Kermet Apio believes pie is the key to the universe. And he’s not afraid to say so.
I like pie. I realize most of you feel the same way. Seems like a pretty noncontroversial thing to say. And it doesn’t matter who likes it more or less (although now that we’ve brought it up I probably like it more than you) but I do believe it should be said. I mean, liking pie isn’t exactly pushing the envelope, right? Isn’t it just a harmless declaration without any real implication in society? Or…maybe that’s what the powerful cake lobby would have you believe.
Pie is hope.
Pie is a melting pot. Fruits, vegetables, gourds, nuts, dairy products, etc. are all welcome on the crust. It’s a big tent of tolerance. I mean, where would rhubarb be without pie? Gone, that’s where. In Cakeland, rhubarb is dropped off at a bus station and told to leave town. Hang with us, rhubarb. There’s always room for you in the world of pie.
Pie is our past. For generations Americans have shared pie (and dangerously high cholesterol) with friends and family, be it a holiday or random act of kindness. To this day there has never been a documented case of someone saying “That idiot brought a pie! Jerk. I hate that guy.” In the early days, folks made pie from scratch, with foods gained by bartering beaver pelts. The dough was kneaded with a buffalo femur and the pie was baked in the hollowed out trunk of a Douglas fir.*
Pie is the new nice. The person who makes pie well and often is almost always a really good person. Pie makes people happy. And those who share pie are the happy makers of today.** When you see evil dictators on TV are they EVER baking, sharing, or enjoying a pie? Exactly.

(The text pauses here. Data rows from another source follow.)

//! The splice engine.
//!
//! Every mutation follows the same discipline on a flat byte buffer:
//! locate the target, splice the replacement bytes in, rewrite the length
//! field of every enclosing atom, then shift every chunk offset table entry
//! that points past the original end of `moov` by the length difference.

use std::io::{Cursor, Seek, SeekFrom};

use log::debug;

use crate::atom::ident::*;
use crate::atom::template;
use crate::atom::{self, AtomBounds, Data, Head, MetaItem};
use crate::extract::trak_list;
use crate::util::{be_u32_at, set_be_u32_at, set_be_u64_at};
use crate::ErrorKind;

/// A single contiguous byte range replacement.
struct Splice {
    pos: u64,
    end: u64,
    bytes: Vec<u8>,
}

impl Splice {
    fn insert(pos: u64, bytes: Vec<u8>) -> Self {
        Self { pos, end: pos, bytes }
    }

    fn replace(bounds: &AtomBounds, bytes: Vec<u8>) -> Self {
        Self { pos: bounds.pos(), end: bounds.end(), bytes }
    }

    fn remove(bounds: &AtomBounds) -> Self {
        Self { pos: bounds.pos(), end: bounds.end(), bytes: Vec::new() }
    }

    fn len_diff(&self) -> i64 {
        self.bytes.len() as i64 - (self.end - self.pos) as i64
    }
}

/// Applies the splice and restores every container invariant.
///
/// `ancestors` are the bounds of the atoms enclosing the spliced range, from
/// `moov` down; their length fields are adjusted by the length difference.
/// Chunk offset entries at or past the original end of `moov` are shifted by
/// the same amount, which keeps media locatable for both `mdat`-before-`moov`
/// and `moov`-before-`mdat` layouts.
fn apply(bytes: &[u8], ancestors: &[AtomBounds], splice: Splice) -> crate::Result<Vec<u8>> {
    let delta = splice.len_diff();

    let mut out = Vec::with_capacity((bytes.len() as i64 + delta) as usize);
    out.extend_from_slice(&bytes[..splice.pos as usize]);
    out.extend_from_slice(&splice.bytes);
    out.extend_from_slice(&bytes[splice.end as usize..]);

    if delta == 0 {
        return Ok(out);
    }

    debug!(
        "spliced {} bytes over [{}, {}), delta {}",
        splice.bytes.len(),
        splice.pos,
        splice.end,
        delta,
    );

    for a in ancestors {
        update_len(&mut out, a, delta)?;
    }

    if let Some(moov) = ancestors.first() {
        shift_chunk_offsets(&mut out, moov.end(), delta)?;
    }

    Ok(out)
}

/// Rewrites the length field of an enclosing atom whose position is unchanged
/// by the splice.
fn update_len(out: &mut [u8], bounds: &AtomBounds, delta: i64) -> crate::Result<()> {
    let new_len = bounds.len() as i64 + delta;
    if bounds.ext() {
        set_be_u64_at(out, bounds.pos() as usize + 8, new_len as u64);
    } else {
        if new_len > u32::MAX as i64 {
            return Err(crate::Error::new(
                ErrorKind::InvalidContainer,
                format!("Atom {} grows past the 32 bit length limit", bounds.fourcc()),
            ));
        }
        set_be_u32_at(out, bounds.pos() as usize, new_len as u32);
    }
    Ok(())
}

/// Walks the new `moov` and shifts every `stco`/`co64` entry at or past
/// `threshold` by `delta`.
fn shift_chunk_offsets(out: &mut Vec<u8>, threshold: u64, delta: i64) -> crate::Result<()> {
    let moov = atom::find_top_level(out, MOVIE)?.ok_or_else(|| {
        crate::Error::new(
            ErrorKind::AtomNotFound(MOVIE),
            "Missing necessary data, no movie (moov) atom found",
        )
    })?;

    let mut tables = Vec::new();
    let mut stack = vec![moov];
    while let Some(bounds) = stack.pop() {
        let (start, end) = atom::content_window(&bounds)?;
        for child in atom::scan_atoms(out, start, end)? {
            match child.fourcc() {
                TRACK | MEDIA | MEDIA_INFORMATION | SAMPLE_TABLE => stack.push(child),
                SAMPLE_TABLE_CHUNK_OFFSET | SAMPLE_TABLE_CHUNK_OFFSET_64 => tables.push(child),
                _ => (),
            }
        }
    }

    for table in tables {
        shift_table(out, &table, threshold, delta)?;
    }

    Ok(())
}

fn shift_table(
    out: &mut [u8],
    bounds: &AtomBounds,
    threshold: u64,
    delta: i64,
) -> crate::Result<()> {
    let wide = bounds.fourcc() == SAMPLE_TABLE_CHUNK_OFFSET_64;
    let width = if wide { 8 } else { 4 };
    let content = bounds.content_pos() as usize;

    let entries = be_u32_at(out, content + 4).ok_or_else(|| {
        crate::Error::new(ErrorKind::Truncated, "Chunk offset table head is out of bounds")
    })? as u64;
    if 8 + entries * width != bounds.content_len() {
        return Err(crate::Error::new(
            ErrorKind::InvalidContainer,
            format!("Chunk offset ({}) table size doesn't match atom length", bounds.fourcc()),
        ));
    }

    let mut shifted = 0;
    for i in 0..entries as usize {
        let pos = content + 8 + i * width as usize;
        if wide {
            let mut buf = [0; 8];
            buf.copy_from_slice(&out[pos..pos + 8]);
            let offset = u64::from_be_bytes(buf);
            if offset >= threshold {
                let new = offset as i128 + delta as i128;
                if new < 0 || new > u64::MAX as i128 {
                    return Err(crate::Error::new(
                        ErrorKind::OffsetOverflow,
                        format!("Shifting chunk offset {offset} by {delta} overflows"),
                    ));
                }
                set_be_u64_at(out, pos, new as u64);
                shifted += 1;
            }
        } else {
            let offset = be_u32_at(out, pos).unwrap_or(0);
            if offset as u64 >= threshold {
                let new = offset as i64 + delta;
                if new < 0 || new > u32::MAX as i64 {
                    return Err(crate::Error::new(
                        ErrorKind::OffsetOverflow,
                        format!("Shifting 32 bit chunk offset {offset} by {delta} overflows"),
                    ));
                }
                set_be_u32_at(out, pos, new as u32);
                shifted += 1;
            }
        }
    }

    debug!("shifted {shifted} of {entries} entries in {} by {delta}", bounds.fourcc());

    Ok(())
}

/// The bounds of the metadata atom hierarchy, as far as it exists.
struct MetaChain {
    moov: AtomBounds,
    udta: Option<AtomBounds>,
    meta: Option<AtomBounds>,
    hdlr: Option<AtomBounds>,
    ilst: Option<AtomBounds>,
}

fn find_meta_chain(bytes: &[u8]) -> crate::Result<MetaChain> {
    let moov = atom::find_top_level(bytes, MOVIE)?.ok_or_else(|| {
        crate::Error::new(
            ErrorKind::AtomNotFound(MOVIE),
            "Missing necessary data, no movie (moov) atom found",
        )
    })?;

    let udta = atom::find_child(bytes, &moov, USER_DATA)?;
    let meta = match &udta {
        Some(udta) => atom::find_child(bytes, udta, METADATA)?,
        None => None,
    };
    let (hdlr, ilst) = match &meta {
        Some(meta) => (
            atom::find_child(bytes, meta, HANDLER_REFERENCE)?,
            atom::find_child(bytes, meta, ITEM_LIST)?,
        ),
        None => (None, None),
    };

    Ok(MetaChain { moov, udta, meta, hdlr, ilst })
}

/// Reads the `(mean, name)` pair of a freeform (`----`) atom.
fn freeform_ident(bytes: &[u8], bounds: &AtomBounds) -> crate::Result<Option<(String, String)>> {
    let (start, end) = atom::content_window(bounds)?;
    let mut mean = None;
    let mut name = None;

    for sub in atom::scan_atoms(bytes, start, end)? {
        let target = match sub.fourcc() {
            MEAN => &mut mean,
            NAME => &mut name,
            _ => continue,
        };
        if sub.content_len() < 4 {
            return Err(crate::Error::new(
                ErrorKind::Truncated,
                format!("Atom {} is too short to hold its version and flags", sub.fourcc()),
            ));
        }
        let payload = &bytes[(sub.content_pos() + 4) as usize..sub.end() as usize];
        *target = Some(String::from_utf8(payload.to_vec())?);
    }

    Ok(mean.zip(name))
}

/// Returns the bounds of the `ilst` child matching the identifier.
///
/// Standard items match by fourcc alone, freeform items by their
/// `(mean, name)` pair.
fn find_item_child(
    bytes: &[u8],
    ilst: &AtomBounds,
    ident: &DataIdent,
) -> crate::Result<Option<AtomBounds>> {
    let (start, end) = atom::content_window(ilst)?;

    for child in atom::scan_atoms(bytes, start, end)? {
        match ident {
            DataIdent::Fourcc(fourcc) => {
                if child.fourcc() == *fourcc {
                    return Ok(Some(child));
                }
            }
            DataIdent::Freeform { mean, name } => {
                if child.fourcc() == FREEFORM {
                    if let Some((m, n)) = freeform_ident(bytes, &child)? {
                        if m == *mean && n == *name {
                            return Ok(Some(child));
                        }
                    }
                }
            }
        }
    }

    Ok(None)
}

/// A fresh `meta` atom wrapping an iTunes handler and an `ilst` with the item.
fn meta_with(item_bytes: &[u8]) -> Vec<u8> {
    let ilst = template::wrap(ITEM_LIST, item_bytes);
    let mut content = vec![0; 4]; // version + flags
    content.extend_from_slice(&template::hdlr_mdir());
    content.extend_from_slice(&ilst);
    template::wrap(METADATA, &content)
}

/// Writes the metadata item into `moov/udta/meta/ilst`, creating missing
/// intermediate atoms, and replacing any existing item with the same
/// identifier.
pub(crate) fn put_meta_item(bytes: &[u8], item: &MetaItem) -> crate::Result<Vec<u8>> {
    let chain = find_meta_chain(bytes)?;
    let item_bytes = item.to_bytes()?;

    let (ancestors, splice) = match (chain.udta, chain.meta, chain.hdlr, chain.ilst) {
        (Some(udta), Some(meta), Some(_), Some(ilst)) => {
            let splice = match find_item_child(bytes, &ilst, &item.ident)? {
                Some(old) => Splice::replace(&old, item_bytes),
                None => Splice::insert(ilst.end(), item_bytes),
            };
            (vec![chain.moov, udta, meta, ilst], splice)
        }
        (Some(udta), Some(meta), Some(_), None) => {
            let splice = Splice::insert(meta.end(), template::wrap(ITEM_LIST, &item_bytes));
            (vec![chain.moov, udta, meta], splice)
        }
        (Some(udta), Some(meta), None, _) => {
            // The meta atom lacks the handler iTunes style readers require.
            // Restore it first, then run the edit on the result.
            let (start, _) = atom::content_window(&meta)?;
            let splice = Splice::insert(start, template::hdlr_mdir());
            let restored = apply(bytes, &[chain.moov, udta, meta], splice)?;
            return put_meta_item(&restored, item);
        }
        (Some(udta), None, _, _) => {
            let splice = Splice::insert(udta.end(), meta_with(&item_bytes));
            (vec![chain.moov, udta], splice)
        }
        (None, _, _, _) => {
            let udta = template::wrap(USER_DATA, &meta_with(&item_bytes));
            let splice = Splice::insert(chain.moov.end(), udta);
            (vec![chain.moov], splice)
        }
    };

    apply(bytes, &ancestors, splice)
}

/// Reads the data of the metadata item matching the identifier.
pub(crate) fn read_meta_item(bytes: &[u8], ident: &DataIdent) -> crate::Result<Option<Data>> {
    let chain = find_meta_chain(bytes)?;
    let ilst = match chain.ilst {
        Some(ilst) => ilst,
        None => return Ok(None),
    };
    let child = match find_item_child(bytes, &ilst, ident)? {
        Some(child) => child,
        None => return Ok(None),
    };

    let mut reader = Cursor::new(bytes);
    reader.seek(SeekFrom::Start(child.content_pos()))?;
    let head = Head::from(child.size(), child.fourcc());
    let item = MetaItem::parse(&mut reader, head)?;

    Ok(Some(item.data))
}

/// Removes the metadata item matching the identifier, if present.
pub(crate) fn remove_meta_item(bytes: &[u8], ident: &DataIdent) -> crate::Result<Vec<u8>> {
    let chain = find_meta_chain(bytes)?;

    if let (Some(udta), Some(meta), Some(ilst)) = (chain.udta, chain.meta, chain.ilst) {
        if let Some(old) = find_item_child(bytes, &ilst, ident)? {
            let ancestors = vec![chain.moov, udta, meta, ilst];
            return apply(bytes, &ancestors, Splice::remove(&old));
        }
    }

    Ok(bytes.to_vec())
}

/// Writes the raw JSON stems manifest as the `stem` child of `moov/udta`,
/// replacing any existing one.
pub(crate) fn put_stem_atom(bytes: &[u8], json: &[u8]) -> crate::Result<Vec<u8>> {
    let chain = find_meta_chain(bytes)?;
    let stem = template::wrap(STEM_MANIFEST, json);

    let (ancestors, splice) = match chain.udta {
        Some(udta) => {
            let splice = match atom::find_child(bytes, &udta, STEM_MANIFEST)? {
                Some(old) => Splice::replace(&old, stem),
                None => Splice::insert(udta.end(), stem),
            };
            (vec![chain.moov, udta], splice)
        }
        None => {
            let udta = template::wrap(USER_DATA, &stem);
            (vec![chain.moov], Splice::insert(chain.moov.end(), udta))
        }
    };

    apply(bytes, &ancestors, splice)
}

/// Reads the raw JSON stems manifest, if present.
pub(crate) fn read_stem_atom(bytes: &[u8]) -> crate::Result<Option<Vec<u8>>> {
    let chain = find_meta_chain(bytes)?;
    let stem = match chain.udta {
        Some(udta) => atom::find_child(bytes, &udta, STEM_MANIFEST)?,
        None => None,
    };

    Ok(stem.map(|s| bytes[s.content_pos() as usize..s.end() as usize].to_vec()))
}

/// Sets or clears the enabled bit of a track's header flags.
pub(crate) fn set_track_enabled(
    bytes: &[u8],
    index: usize,
    enabled: bool,
) -> crate::Result<Vec<u8>> {
    let traks = trak_list(bytes)?;
    let trak = traks.get(index).ok_or_else(|| {
        crate::Error::new(
            ErrorKind::TrackNotFound(index),
            format!("Requested track {index} but the file holds {}", traks.len()),
        )
    })?;
    let tkhd = atom::expect_child(bytes, trak, TRACK_HEADER)?;

    // Bit 0 of the 3 byte flags word following the version byte.
    let flag_pos = tkhd.content_pos() as usize + 3;
    let mut out = bytes.to_vec();
    if enabled {
        out[flag_pos] |= 0x01;
    } else {
        out[flag_pos] &= !0x01;
    }

    Ok(out)
}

Pie is so good, cake pisses me off. Take away the frosting and what do you have there? A sponge with a powerful propaganda machine. Why are we falling for this? Every birthday has to have a cake, despite it being the far inferior dessert. Why don’t we question that? Why don’t we stand up to it? Don’t we, as a society, deserve birthday pie? The cake lords are calling the shots from their underground lair, complete with money filled mattresses and walls painted with food coloring. If I turn up missing soon after you read this, you know where to look. Just follow the gluten.
And let’s not kid ourselves, cheesecake is pie. We need to take it back. Oh, they can put cake in the name all they want but the truth is out there with every creamy, triangular slice. Of course, when we do take it back we’ll have to figure out a completely different name, because “cheesepie” does not sound all that appetizing.
So yes, I like pie. I say it proudly while understanding the risks. And you should too. Our numbers are strong and yet way too silent. Of course, there are some that would say that I’m just a comedian trying to get free pie or even a pie sponsorship. Whatever.
*I have NO idea how they made pie in the early days. Just didn’t feel like it was important enough to making my point to actually look up.
**If you are starting a band and want to call it “The Happy Makers of Today,” you already have my permission. Let me know when the debut album drops.